- _Try it_: Whenever a line of the data below holds the string "Result", copy that line.
*** Opening Data for this exercise ***
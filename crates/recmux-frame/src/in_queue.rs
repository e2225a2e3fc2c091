use std::collections::vec_deque::{self, VecDeque};
use std::io::{ErrorKind, Read};
use std::os::fd::{AsRawFd, RawFd};

use bytes::BytesMut;
use recmux_transport::PipeEnd;
use tracing::{debug, trace, warn};

use crate::codec::{decode_message, FrameConfig};
use crate::error::{FrameError, Result};
use crate::message::Message;

const INITIAL_BUFFER_CAPACITY: usize = 8 * 1024;
const READ_CHUNK_SIZE: usize = 8 * 1024;

/// Receive side of one pipe: turns a byte stream into complete messages.
///
/// The queue starts disabled. [`InQueue::enable`] hands it a descriptor,
/// which it owns until [`InQueue::disable`]. Completed messages stay
/// available after EOF and after disabling, so callers can drain them.
pub struct InQueue {
    messages: VecDeque<Message>,
    buf: BytesMut,
    pipe: Option<PipeEnd>,
    eof: bool,
    suspended: bool,
    name: String,
    config: FrameConfig,
}

impl InQueue {
    /// Create a disabled queue with default configuration.
    pub fn new() -> Self {
        Self::with_config(FrameConfig::default())
    }

    /// Create a disabled queue with explicit configuration.
    pub fn with_config(config: FrameConfig) -> Self {
        Self {
            messages: VecDeque::new(),
            buf: BytesMut::new(),
            pipe: None,
            eof: false,
            suspended: false,
            name: String::new(),
            config,
        }
    }

    /// Attach a name used in log output.
    pub fn with_name(mut self, name: impl Into<String>) -> Self {
        self.name = name.into();
        self
    }

    pub fn name(&self) -> &str {
        &self.name
    }

    /// Bind the queue to a descriptor and start reading from it.
    ///
    /// The descriptor should be in non-blocking mode. Any previously bound
    /// descriptor is closed and the EOF flag is reset.
    pub fn enable(&mut self, pipe: PipeEnd) {
        debug!(name = %self.name, fd = pipe.as_raw_fd(), "in-queue enabled");
        self.pipe = Some(pipe);
        self.buf = BytesMut::with_capacity(INITIAL_BUFFER_CAPACITY);
        self.eof = false;
    }

    /// Close the descriptor and drop partially received bytes.
    ///
    /// Completed messages are kept.
    pub fn disable(&mut self) {
        if let Some(pipe) = self.pipe.take() {
            debug!(name = %self.name, fd = pipe.as_raw_fd(), "in-queue disabled");
        }
        self.buf.clear();
    }

    /// Make the multiplexer and [`InQueue::flush`] skip this queue.
    pub fn suspend(&mut self) {
        self.suspended = true;
    }

    /// Undo [`InQueue::suspend`].
    pub fn release(&mut self) {
        self.suspended = false;
    }

    pub fn is_suspended(&self) -> bool {
        self.suspended
    }

    pub fn is_enabled(&self) -> bool {
        self.pipe.is_some()
    }

    /// Descriptor of the queue, if enabled.
    pub fn fd(&self) -> Option<RawFd> {
        self.pipe.as_ref().map(AsRawFd::as_raw_fd)
    }

    /// Whether the peer closed its end.
    pub fn eof(&self) -> bool {
        self.eof
    }

    /// Read what the descriptor has and queue every completed message.
    ///
    /// Stops when the descriptor would block, after a short read, or at EOF.
    /// Does nothing while suspended, disabled, or after EOF. A read error or
    /// a malformed length prefix is fatal for the descriptor: EOF is set and
    /// the error is returned.
    pub fn flush(&mut self) -> Result<()> {
        if self.suspended || self.eof {
            return Ok(());
        }
        let Some(fd) = self.fd() else {
            return Ok(());
        };

        let mut chunk = [0u8; READ_CHUNK_SIZE];
        loop {
            let read = match self.pipe.as_mut() {
                Some(pipe) => pipe.read(&mut chunk),
                None => return Ok(()),
            };

            match read {
                Ok(0) => {
                    self.eof = true;
                    if !self.buf.is_empty() {
                        debug!(
                            name = %self.name,
                            fd,
                            pending = self.buf.len(),
                            "eof with partial message buffered"
                        );
                    }
                    debug!(name = %self.name, fd, "in-queue reached eof");
                    return Ok(());
                }
                Ok(n) => {
                    self.buf.extend_from_slice(&chunk[..n]);
                    if let Err(err) = self.parse_buffered() {
                        warn!(name = %self.name, fd, %err, "malformed input, closing queue");
                        self.eof = true;
                        return Err(err);
                    }
                    if n < chunk.len() {
                        return Ok(());
                    }
                }
                Err(err) if err.kind() == ErrorKind::WouldBlock => return Ok(()),
                Err(err) if err.kind() == ErrorKind::Interrupted => continue,
                Err(err) => {
                    warn!(name = %self.name, fd, %err, "read failed, closing queue");
                    self.eof = true;
                    return Err(FrameError::Io { fd, source: err });
                }
            }
        }
    }

    fn parse_buffered(&mut self) -> Result<()> {
        while let Some(msg) = decode_message(&mut self.buf, self.config.max_message_size)? {
            trace!(
                name = %self.name,
                type_code = msg.type_code(),
                len = msg.total_length(),
                "message received"
            );
            self.messages.push_back(msg);
        }
        Ok(())
    }

    /// Whether no completed message is waiting.
    pub fn is_empty(&self) -> bool {
        self.messages.is_empty()
    }

    /// Number of completed messages.
    pub fn len(&self) -> usize {
        self.messages.len()
    }

    /// Bytes received but not yet part of a completed message.
    pub fn buffered_len(&self) -> usize {
        self.buf.len()
    }

    /// Oldest completed message.
    pub fn front(&self) -> Option<&Message> {
        self.messages.front()
    }

    /// Take the oldest completed message.
    pub fn pop_front(&mut self) -> Option<Message> {
        self.messages.pop_front()
    }

    /// Take every completed message, oldest first.
    pub fn drain(&mut self) -> vec_deque::Drain<'_, Message> {
        self.messages.drain(..)
    }

    pub fn iter(&self) -> vec_deque::Iter<'_, Message> {
        self.messages.iter()
    }
}

impl Default for InQueue {
    fn default() -> Self {
        Self::new()
    }
}

impl std::fmt::Debug for InQueue {
    fn fmt(&self, f: &mut std::fmt::Formatter<'_>) -> std::fmt::Result {
        f.debug_struct("InQueue")
            .field("name", &self.name)
            .field("fd", &self.fd())
            .field("messages", &self.messages.len())
            .field("buffered", &self.buf.len())
            .field("eof", &self.eof)
            .field("suspended", &self.suspended)
            .finish()
    }
}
*** Closing Data for this exercise ***
- _Output for this task_:
use crate::error::{FrameError, Result};
    pub fn flush(&mut self) -> Result<()> {
    fn parse_buffered(&mut self) -> Result<()> {
    fn fmt(&self, f: &mut std::fmt::Formatter<'_>) -> std::fmt::Result {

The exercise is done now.